The importance of work experience for employers should never be underestimated either; it’s an important component in talent mapping and identifying real people to fill future roles. Getting involved in work experience can offer fantastic PR opportunities for the company, help permanent employees delegate duties and let’s face it; it’s free labour!
The path to meaningful work experience starts with the company, not the trainee – and there are plenty of ways to maximise the effectiveness of these increasingly important programmes.
Making the most out of work experience starts with proper planning. Managers must begin with the end in mind; asking themselves what they want the trainee to leave the company thinking or doing. Interviewing the trainee prior to commencement will assist with this, as well as discovering their aspirations and goals. If there are many departments in the company, find out what in particular they want to do. Once the trainee’s expectations have been aligned with what the business can actually offer, a work experience plan should be created, with commitment from the supervisors involved with the trainee. Possibly the worst thing to have happen to a trainee is for to arrive at the workplace; only to find out that no-one is expecting them. Sending the plan to the student in advance will keep them motivated and raring to go!
Arrange to have in place everything the trainee may need during their time at work. This can include stationery, a mentor and any uniform or personal protective equipment (PPE) the trainee may need. Having uniform ready is a great way to show the trainee you care and they are part of the team; it is easily sourced as well; with suppliers like Simon Jersey offering a wide range of uniforms and PPE.

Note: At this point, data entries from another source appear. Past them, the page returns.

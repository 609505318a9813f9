//! Thread-safe hand-off primitives for the reader loop
//!
//! [`ResponseSlot`] is the rendezvous point between the background reader
//! and a caller blocked in a synchronous command: a single-item cell with
//! notify-on-put and timed take. [`ShutdownGate`] is a waitable running
//! flag that makes the reconnect backoff interruptible by `stop`.

use std::sync::{Condvar, Mutex, MutexGuard, PoisonError};
use std::time::{Duration, Instant};

use crate::protocol::v3::response::Message;

/// Locks a mutex, recovering the guard if a panicking holder poisoned it
///
/// Observer callbacks run caught-panic, so poisoning is already unlikely;
/// recovering keeps the protocol engine alive either way.
pub(crate) fn lock<T>(mutex: &Mutex<T>) -> MutexGuard<'_, T> {
    mutex.lock().unwrap_or_else(PoisonError::into_inner)
}

/// Single-item reply cell
///
/// Holds at most one pending message. A value is claimed by at most one
/// taker (consume-on-read); a value nobody claims is replaced by the next
/// put. There is no queue: the endpoint's command mutex guarantees at most
/// one taker at a time, and replies the daemon volunteers between commands
/// are intentionally dropped.
pub(crate) struct ResponseSlot {
    value: Mutex<Option<Message>>,
    available: Condvar,
}

impl ResponseSlot {
    pub(crate) fn new() -> Self {
        ResponseSlot {
            value: Mutex::new(None),
            available: Condvar::new(),
        }
    }

    /// Stores a message, replacing any unclaimed one, and wakes takers
    pub(crate) fn put(&self, msg: Message) {
        let mut value = lock(&self.value);
        *value = Some(msg);
        self.available.notify_all();
    }

    /// Waits up to `window` for a message and claims it
    ///
    /// The predicate is re-checked under the slot lock, so a put racing
    /// this call is never lost; spurious wakeups re-enter the wait with
    /// the remaining time.
    pub(crate) fn take(&self, window: Duration) -> Option<Message> {
        let deadline = Instant::now() + window;
        let mut value = lock(&self.value);
        while value.is_none() {
            let now = Instant::now();
            if now >= deadline {
                return None;
            }
            value = self
                .available
                .wait_timeout(value, deadline - now)
                .unwrap_or_else(PoisonError::into_inner)
                .0;
        }
        value.take()
    }
}

/// Waitable running flag
///
/// Armed at `start`, shut at `stop`. The reconnect loop parks on
/// [`ShutdownGate::sleep_while_running`] between attempts so a shutdown
/// aborts the wait immediately instead of after the full retry interval.
pub(crate) struct ShutdownGate {
    running: Mutex<bool>,
    changed: Condvar,
}

impl ShutdownGate {
    pub(crate) fn new() -> Self {
        ShutdownGate {
            running: Mutex::new(false),
            changed: Condvar::new(),
        }
    }

    /// Marks the endpoint as running
    pub(crate) fn arm(&self) {
        *lock(&self.running) = true;
    }

    /// Marks the endpoint as stopped and wakes every parked waiter
    pub(crate) fn shut(&self) {
        *lock(&self.running) = false;
        self.changed.notify_all();
    }

    pub(crate) fn is_running(&self) -> bool {
        *lock(&self.running)
    }

    /// Sleeps for `interval` unless the gate is shut first
    ///
    /// Returns whether the endpoint is still running afterwards. A zero
    /// interval returns immediately, so a zero retry policy reconnects
    /// without any minimum wait.
    pub(crate) fn sleep_while_running(&self, interval: Duration) -> bool {
        let deadline = Instant::now() + interval;
        let mut running = lock(&self.running);
        while *running {
            let now = Instant::now();
            if now >= deadline {
                return true;
            }
            running = self
                .changed
                .wait_timeout(running, deadline - now)
                .unwrap_or_else(PoisonError::into_inner)
                .0;
        }
        false
    }
}

#[cfg(test)]
mod tests {
    use super::*;
    use crate::protocol::v3::response::{Error, MessageKind};
    use std::sync::Arc;
    use std::thread;

    fn error_msg(text: &str) -> Message {
        Message::Error(Error {
            message: text.to_string(),
        })
    }

    #[test]
    fn put_then_take_claims_the_value() {
        let slot = ResponseSlot::new();
        slot.put(error_msg("a"));
        let msg = slot.take(Duration::from_millis(10)).unwrap();
        assert_eq!(msg.kind(), MessageKind::Error);
        // consume-on-read: the slot is empty again
        assert!(slot.take(Duration::from_millis(1)).is_none());
    }

    #[test]
    fn take_times_out_on_empty_slot() {
        let slot = ResponseSlot::new();
        let started = Instant::now();
        assert!(slot.take(Duration::from_millis(50)).is_none());
        assert!(started.elapsed() >= Duration::from_millis(50));
    }

    #[test]
    fn put_wakes_a_parked_taker() {
        let slot = Arc::new(ResponseSlot::new());
        let writer = {
            let slot = Arc::clone(&slot);
            thread::spawn(move || {
                thread::sleep(Duration::from_millis(30));
                slot.put(error_msg("late"));
            })
        };
        assert!(slot.take(Duration::from_secs(2)).is_some());
        writer.join().unwrap();
    }

    #[test]
    fn unclaimed_value_is_replaced_by_the_next_put() {
        let slot = ResponseSlot::new();
        slot.put(error_msg("first"));
        slot.put(error_msg("second"));
        let Some(Message::Error(err)) = slot.take(Duration::from_millis(10)) else {
            panic!("expected a value");
        };
        assert_eq!(err.message, "second");
    }

    #[test]
    fn gate_sleep_reports_shutdown() {
        let gate = Arc::new(ShutdownGate::new());
        gate.arm();
        let sleeper = {
            let gate = Arc::clone(&gate);
            thread::spawn(move || gate.sleep_while_running(Duration::from_secs(30)))
        };
        thread::sleep(Duration::from_millis(30));
        gate.shut();
        let started = Instant::now();
        assert!(!sleeper.join().unwrap());
        assert!(started.elapsed() < Duration::from_secs(5));
    }

    #[test]
    fn gate_zero_interval_returns_immediately() {
        let gate = ShutdownGate::new();
        gate.arm();
        assert!(gate.sleep_while_running(Duration::ZERO));
        gate.shut();
        assert!(!gate.sleep_while_running(Duration::ZERO));
    }
}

When the trainee arrives on the first day, it is vital to keep up the good work. Offer a warm welcome, a fantastic first impression and conduct a show around; trainees are more likely to be motivated to succeed if they feel looked after and cherished. The pre-created work experience plan will ensure they hit the ground running.
Although planning a schedule is strongly recommended, it’s a good idea to keep an open mind and tailor it if needed. If the trainee is not enjoying one part of the placement or is finding a certain department a struggle, being flexible (to a certain degree) keeps them in the right frame of mind.
The manager of the work experience programme should keep a close eye on the progress of the trainee, showing interest and getting progress reports from supervisors. Supervisors and managers should work diligently on assigning duties for the trainee.
So – on that note – what is the core practical purpose of the work experience? This really does depend on the skills and attitude of the trainee, but if they have been looked after well enough then the chances are they will be truly enthusiastic. Typical responsibilities for a work experience student may start with job shadowing but may progress to actual tasks and even shift cover; the work experience manager should aim to have the trainee fully immersed in the goings on of the department.
Work experience works. It gives job seekers an unrivalled opportunity to get real exposure to the industry they are aspiring to work in. These trainees are the future of their industries and from these acorns, mighty oaks will grow – but this depends on the ground in which they are planted.
Following are some of the benefits for unpaid worker/volunteers
- Valuable work experience – Unpaid work or volunteering offers a glimpse into a new career without having to make a long-term commitment. It is also a great way to learn new things, explore your hobby more and help a cause. Often out-of-college intern jobs provide valuable work experience which helps in your future career. It provides you meat for your resume.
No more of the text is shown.